Is the true problem here instant gratification? After all, that’s the world we live in now. Do these guys crave immediate likes and comments and retweets on their peter pictures in order to have a sense of accomplishment? Instead of working hard towards a goal, maybe it’s easier — quicker — to unzip and upload?
But is this more satisfying? Does it increase self-worth?
So many questions. Too many questions to unravel in only one column. Still, I want to know the difference between a sex-positive person and a sex-obsessed person. There is a difference, isn’t there?
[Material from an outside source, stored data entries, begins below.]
use crate::inverter::Snapshot;
use crate::prelude::*;

use chrono::{DateTime, Utc};
use std::collections::HashMap;
use std::sync::{Arc, Mutex, PoisonError};
use std::time::Duration;
use tokio::sync::broadcast::error::RecvError;

const CHANNEL_CAPACITY: usize = 16;

#[derive(Clone, Debug)]
pub enum ChannelData {
    Snapshot(Box<Snapshot>),
    /// Too many failed cycles in a row; the last snapshot was discarded.
    Stale,
    Shutdown,
}
pub type Sender = broadcast::Sender<ChannelData>;
pub type Receiver = broadcast::Receiver<ChannelData>;

#[derive(Default, Debug)]
pub struct PollStats {
    cycles: u64,
    successes: u64,
    failures: u64,
    timeouts: u64,
    consecutive_failures: u32,
    stale_notices: u64,
    failures_by_kind: HashMap<&'static str, u64>,
    last_success: Option<DateTime<Utc>>,
    last_error: Option<String>,
}

impl PollStats {
    pub fn print_summary(&self) {
        info!("Poll Statistics:");
        info!("  Cycles: {}", self.cycles);
        info!("  Successful: {}", self.successes);
        info!("  Failed: {}", self.failures);
        info!("    Update timeouts: {}", self.timeouts);
        for (kind, count) in &self.failures_by_kind {
            info!("    {}: {}", kind, count);
        }
        info!("  Stale notices: {}", self.stale_notices);
        if let Some(at) = self.last_success {
            info!("  Last success: {}", at.to_rfc3339());
        }
        if let Some(e) = &self.last_error {
            info!("  Last error: {}", e);
        }
    }

    pub fn cycles(&self) -> u64 {
        self.cycles
    }

    pub fn successes(&self) -> u64 {
        self.successes
    }

    pub fn failures(&self) -> u64 {
        self.failures
    }

    pub fn consecutive_failures(&self) -> u32 {
        self.consecutive_failures
    }

    fn kind(e: &Error) -> &'static str {
        match e {
            Error::Connection(_) | Error::Io(_) => "connection",
            Error::Timeout(_) => "timeout",
            Error::Frame(_) => "frame",
            Error::FieldParse { .. } => "field parse",
            Error::Model(_) => "model",
            Error::NoData => "no data",
        }
    }
}

/// Polls the inverter on a fixed interval and publishes what it gets.
#[derive(Clone)]
pub struct Coordinator {
    inverter: Inverter,
    poll: config::Poll,
    sender: Sender,
    pub stats: Arc<Mutex<PollStats>>,
    last_snapshot: Arc<Mutex<Option<Snapshot>>>,
}

impl Coordinator {
    pub fn new(poll: config::Poll, inverter: Inverter) -> Self {
        let (sender, _) = broadcast::channel(CHANNEL_CAPACITY);

        Self {
            inverter,
            poll,
            sender,
            stats: Arc::new(Mutex::new(PollStats::default())),
            last_snapshot: Arc::new(Mutex::new(None)),
        }
    }

    pub fn subscribe(&self) -> Receiver {
        self.sender.subscribe()
    }

    pub fn inverter(&self) -> &Inverter {
        &self.inverter
    }

    /// Most recent good snapshot, cleared once the data is considered stale.
    pub fn last_snapshot(&self) -> Option<Snapshot> {
        self.last_snapshot
            .lock()
            .unwrap_or_else(PoisonError::into_inner)
            .clone()
    }

    pub async fn start(&self) -> Result<()> {
        let mut receiver = self.sender.subscribe();
        let mut interval = tokio::time::interval(self.poll.interval());
        interval.set_missed_tick_behavior(tokio::time::MissedTickBehavior::Skip);

        info!(
            "polling {} every {:?}",
            self.inverter.model(),
            self.poll.interval()
        );

        loop {
            tokio::select! {
                _ = interval.tick() => {
                    let _ = self.poll_once().await;
                }
                message = receiver.recv() => match message {
                    Ok(ChannelData::Shutdown) | Err(RecvError::Closed) => break,
                    Ok(_) | Err(RecvError::Lagged(_)) => {}
                },
            }
        }

        self.inverter.disconnect().await;
        info!("coordinator stopped");

        Ok(())
    }

    pub fn stop(&self) {
        let _ = self.sender.send(ChannelData::Shutdown);
    }

    /// One bounded cycle. Failures are counted and logged, never propagated
    /// into the loop.
    pub async fn poll_once(&self) -> Result<Snapshot, Error> {
        let limit = self.poll.update_timeout();

        let result = match tokio::time::timeout(limit, self.inverter.fetch_snapshot()).await {
            Ok(result) => result,
            Err(_) => Err(Error::Timeout(limit)),
        };

        match &result {
            Ok(snapshot) => self.record_success(snapshot),
            Err(e) => self.record_failure(e, limit),
        }

        result
    }

    fn record_success(&self, snapshot: &Snapshot) {
        {
            let mut stats = self.stats();
            stats.cycles += 1;
            stats.successes += 1;
            stats.consecutive_failures = 0;
            stats.last_success = Some(snapshot.taken_at);
        }

        debug!("snapshot taken at {}", snapshot.taken_at);
        *self
            .last_snapshot
            .lock()
            .unwrap_or_else(PoisonError::into_inner) = Some(snapshot.clone());
        let _ = self
            .sender
            .send(ChannelData::Snapshot(Box::new(snapshot.clone())));
    }

    fn record_failure(&self, e: &Error, limit: Duration) {
        let consecutive = {
            let mut stats = self.stats();
            stats.cycles += 1;
            stats.failures += 1;
            stats.consecutive_failures += 1;
            *stats.failures_by_kind.entry(PollStats::kind(e)).or_insert(0) += 1;
            if matches!(e, Error::Timeout(t) if *t == limit) {
                stats.timeouts += 1;
            }
            stats.last_error = Some(e.to_string());
            stats.consecutive_failures
        };

        error!("poll cycle failed ({} in a row): {}", consecutive, e);

        if consecutive >= self.poll.max_consecutive_failures() {
            let had_data = self
                .last_snapshot
                .lock()
                .unwrap_or_else(PoisonError::into_inner)
                .take()
                .is_some();
            if had_data {
                warn!(
                    "{} consecutive failures, discarding last snapshot",
                    consecutive
                );
                self.stats().stale_notices += 1;
                let _ = self.sender.send(ChannelData::Stale);
            }
        }
    }

    fn stats(&self) -> std::sync::MutexGuard<'_, PollStats> {
        self.stats.lock().unwrap_or_else(PoisonError::into_inner)
    }
}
There has to be a line drawn somewhere.
I understand and accept that I may come off as a prude for writing this, but my stance on the topic remains strong: Our community suffers from having an unhealthy focus on sex. There’s more to life. At least, there should be.
What’s the cure? Is there a cure? Yes. More therapy for everyone!
I guess, for me, what it comes down to is having some sort of divide between fantasy and reality. Logging onto a porn site and getting off to some random guy that you don’t have access to is not the same as knowing whether or not your Starbucks barista is uncircumcised. Further, what about the contrast of turning porn on and off versus constantly being glued to it (i.e. signed into a Twitter account and scrolling through it 10 times a day)?
Does any of this matter? To anyone? Perhaps it should to those hoping to achieve a healthy relationship.